* TASK TO COMPLETE
How many lines below hold the string "JsExport"? Report that number alone.

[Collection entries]
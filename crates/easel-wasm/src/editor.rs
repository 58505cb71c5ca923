//! Editor WASM bindings.
//!
//! `JsEditor` owns a core [`Editor`] and exposes its operations to the front
//! end. The front end draws `render_preview()` into its canvas.
//!
//! Background removal and enhancement run in JavaScript (a segmentation
//! model and a `fetch`), so they are split in two:
//!
//! ```typescript
//! const snapshot = editor.begin_background_removal();
//! const matted = await segment(snapshot, editor.matte_threshold);
//! editor.finish_background_removal(matted.width, matted.height, matted.pixels);
//!
//! const body = editor.begin_enhancement("sharper");
//! const res = await fetch(editor.enhance_url, { method: "POST", body: JSON.stringify(body) });
//! editor.finish_enhancement(res.status, await res.text());
//! ```
//!
//! If the JS side fails, `fail_pending(message)` releases the editor.

use easel_core::enhance::{classify_response, EnhanceError};
use easel_core::{
    Commit, CpuRenderer, Editor, EditorConfig, ExportFormat, ImageCodec, MatteError,
    OperationKind, OverlayId, Ticket, Viewport,
};
use wasm_bindgen::prelude::*;

use crate::filters::FilterParams;
use crate::types::{raster_from_parts, JsExport, JsRaster};

fn to_js(e: impl std::fmt::Display) -> JsValue {
    JsValue::from_str(&e.to_string())
}

/// The image editor, for JavaScript.
#[wasm_bindgen]
pub struct JsEditor {
    inner: Editor,
    pending: Option<Ticket>,
}

#[wasm_bindgen]
impl JsEditor {
    /// Create an editor.
    ///
    /// `config` is a partial `EditorConfig` object (or `undefined`);
    /// `font` is a TTF/OTF file used for text overlays.
    #[wasm_bindgen(constructor)]
    pub fn new(config: JsValue, font: Option<Vec<u8>>) -> Result<JsEditor, JsValue> {
        let config: EditorConfig = if config.is_undefined() || config.is_null() {
            EditorConfig::default()
        } else {
            serde_wasm_bindgen::from_value(config).map_err(to_js)?
        };
        let renderer = match font {
            Some(bytes) => CpuRenderer::with_font_bytes(bytes).map_err(to_js)?,
            None => CpuRenderer::new(),
        };
        Ok(Self::from_editor(Editor::with_backends(config, renderer, ImageCodec)))
    }

    #[wasm_bindgen(getter)]
    pub fn has_image(&self) -> bool {
        self.inner.has_image()
    }

    #[wasm_bindgen(getter)]
    pub fn is_busy(&self) -> bool {
        self.inner.is_busy()
    }

    #[wasm_bindgen(getter)]
    pub fn viewport_width(&self) -> u32 {
        self.inner.viewport().width
    }

    #[wasm_bindgen(getter)]
    pub fn viewport_height(&self) -> u32 {
        self.inner.viewport().height
    }

    #[wasm_bindgen(getter)]
    pub fn matte_threshold(&self) -> f32 {
        self.inner.config().matte_threshold
    }

    #[wasm_bindgen(getter)]
    pub fn enhance_url(&self) -> String {
        self.inner.config().enhance_url.clone()
    }

    /// Load PNG, JPEG or WebP bytes.
    pub fn load(&mut self, bytes: &[u8]) -> Result<(), JsValue> {
        self.inner.load_bytes(bytes).map_err(to_js)
    }

    /// Load raw RGBA pixels.
    pub fn load_pixels(&mut self, width: u32, height: u32, pixels: Vec<u8>) -> Result<(), JsValue> {
        let raster = raster_from_parts(width, height, pixels)?;
        self.inner.load_raster(raster).map_err(to_js)
    }

    /// Size the viewport from the parent element's width and refit.
    pub fn resize(&mut self, parent_width: u32) {
        self.inner.resize_to_parent(parent_width);
    }

    pub fn set_viewport(&mut self, width: u32, height: u32) {
        self.inner.set_viewport(Viewport::new(width, height));
    }

    pub fn fit(&mut self) {
        self.inner.fit_to_canvas();
    }

    /// Fails while background removal or enhancement is pending.
    pub fn set_filters(&mut self, params: &FilterParams) -> Result<(), JsValue> {
        self.inner.set_filters(*params.inner()).map_err(to_js)
    }

    /// Add a text box at the viewport center; returns its id.
    pub fn add_text(&mut self, text: Option<String>) -> Result<u32, JsValue> {
        let id = match text {
            Some(text) => self.inner.add_text_with(&text),
            None => self.inner.add_text(),
        }
        .map_err(to_js)?;
        Ok(id.index() as u32)
    }

    pub fn set_text(&mut self, id: u32, text: &str) -> Result<(), JsValue> {
        self.inner.set_text(overlay(id), text).map_err(to_js)
    }

    pub fn move_overlay(&mut self, id: u32, left: f64, top: f64) -> Result<(), JsValue> {
        self.inner.move_overlay(overlay(id), left, top).map_err(to_js)
    }

    pub fn remove_overlay(&mut self, id: u32) -> Result<(), JsValue> {
        self.inner.remove_overlay(overlay(id)).map(|_| ()).map_err(to_js)
    }

    /// Show the crop selection; returns its overlay id.
    pub fn start_crop(&mut self) -> Result<u32, JsValue> {
        let id = self.inner.start_crop().map_err(to_js)?;
        Ok(id.index() as u32)
    }

    pub fn set_crop_selection(
        &mut self,
        left: f64,
        top: f64,
        width: f64,
        height: f64,
    ) -> Result<(), JsValue> {
        self.inner
            .set_crop_selection(left, top, width, height)
            .map_err(to_js)
    }

    pub fn scale_crop_selection(&mut self, scale_x: f64, scale_y: f64) -> Result<(), JsValue> {
        self.inner
            .scale_crop_selection(scale_x, scale_y)
            .map_err(to_js)
    }

    pub fn cancel_crop(&mut self) -> bool {
        self.inner.cancel_crop()
    }

    /// Crop to the selection. Returns false if there was no selection.
    pub fn apply_crop(&mut self) -> Result<bool, JsValue> {
        let commit = self.inner.apply_crop().map_err(to_js)?;
        Ok(commit == Commit::Applied)
    }

    /// Render the on-screen preview, crop selection included.
    pub fn render_preview(&self) -> Result<JsRaster, JsValue> {
        let raster = self.inner.render_preview().map_err(to_js)?;
        Ok(JsRaster::from_image(raster))
    }

    /// Export the composite. `format` is `png`, `jpeg` or `webp`; quality
    /// defaults to the configured value.
    pub fn export(&self, format: Option<String>, quality: Option<f32>) -> Result<JsExport, JsValue> {
        let config = self.inner.config();
        let format = match format {
            Some(name) => ExportFormat::parse(&name)
                .ok_or_else(|| to_js(format!("Unsupported export format: {name}")))?,
            None => config.export_format,
        };
        let quality = quality.unwrap_or(config.export_quality);
        let artifact = self.inner.export(format, quality).map_err(to_js)?;
        Ok(artifact.into())
    }

    /// Snapshot the image for matting. The editor stays busy until
    /// `finish_background_removal` or `fail_pending`.
    pub fn begin_background_removal(&mut self) -> Result<JsRaster, JsValue> {
        let job = self.inner.begin_background_removal().map_err(to_js)?;
        let (ticket, raster, _) = job.into_parts();
        self.pending = Some(ticket);
        Ok(JsRaster::from_image(raster))
    }

    /// Commit the matted pixels. Returns false if the result was discarded.
    pub fn finish_background_removal(
        &mut self,
        width: u32,
        height: u32,
        pixels: Vec<u8>,
    ) -> Result<bool, JsValue> {
        let ticket = self.take_pending(OperationKind::BackgroundRemoval)?;
        let result = raster_from_parts(width, height, pixels)
            .map_err(|_| MatteError::Failed("matte returned a malformed pixel buffer".into()));
        let commit = self
            .inner
            .finish_background_removal(ticket, result)
            .map_err(to_js)?;
        Ok(commit == Commit::Applied)
    }

    /// Prepare the enhancement request body as a JS object.
    pub fn begin_enhancement(&mut self, prompt: Option<String>) -> Result<JsValue, JsValue> {
        let job = self.inner.begin_enhancement(prompt).map_err(to_js)?;
        let (ticket, request) = job.into_parts();
        match serde_wasm_bindgen::to_value(&request) {
            Ok(body) => {
                self.pending = Some(ticket);
                Ok(body)
            }
            Err(e) => {
                self.inner.cancel_pending();
                Err(to_js(e))
            }
        }
    }

    /// Commit the endpoint's response. Returns false if it was discarded.
    pub fn finish_enhancement(&mut self, status: u16, body: &str) -> Result<bool, JsValue> {
        let ticket = self.take_pending(OperationKind::Enhancement)?;
        let result = classify_response(status, body);
        let commit = self
            .inner
            .finish_enhancement(ticket, result)
            .map_err(to_js)?;
        Ok(commit == Commit::Applied)
    }

    /// Report that the JS side of the pending operation failed. The scene is
    /// left as it was.
    pub fn fail_pending(&mut self, message: String) {
        let Some(ticket) = self.pending.take() else {
            return;
        };
        #[cfg(target_arch = "wasm32")]
        web_sys::console::warn_1(&JsValue::from_str(&format!(
            "{} failed: {message}",
            ticket.kind()
        )));
        // The returned error is the failure being reported
        let _ = match ticket.kind() {
            OperationKind::BackgroundRemoval => self
                .inner
                .finish_background_removal(ticket, Err(MatteError::Failed(message))),
            OperationKind::Enhancement => self.inner.finish_enhancement(
                ticket,
                Err(EnhanceError::InvalidResponse(message)),
            ),
            OperationKind::Crop => Ok(Commit::NothingToDo),
        };
    }

    /// Abandon the pending operation; a late result will be discarded.
    pub fn cancel_pending(&mut self) {
        self.pending = None;
        self.inner.cancel_pending();
    }

    /// Remove the image, overlays and filters.
    pub fn clear(&mut self) {
        self.pending = None;
        self.inner.clear();
    }
}

impl JsEditor {
    pub(crate) fn from_editor(inner: Editor) -> Self {
        Self {
            inner,
            pending: None,
        }
    }

    fn take_pending(&mut self, kind: OperationKind) -> Result<Ticket, JsValue> {
        match self.pending {
            Some(ticket) if ticket.kind() == kind => {
                self.pending = None;
                Ok(ticket)
            }
            _ => Err(to_js(format!("No {kind} in progress"))),
        }
    }
}

fn overlay(id: u32) -> OverlayId {
    OverlayId::from_index(id as usize)
}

* ANSWER BELOW
2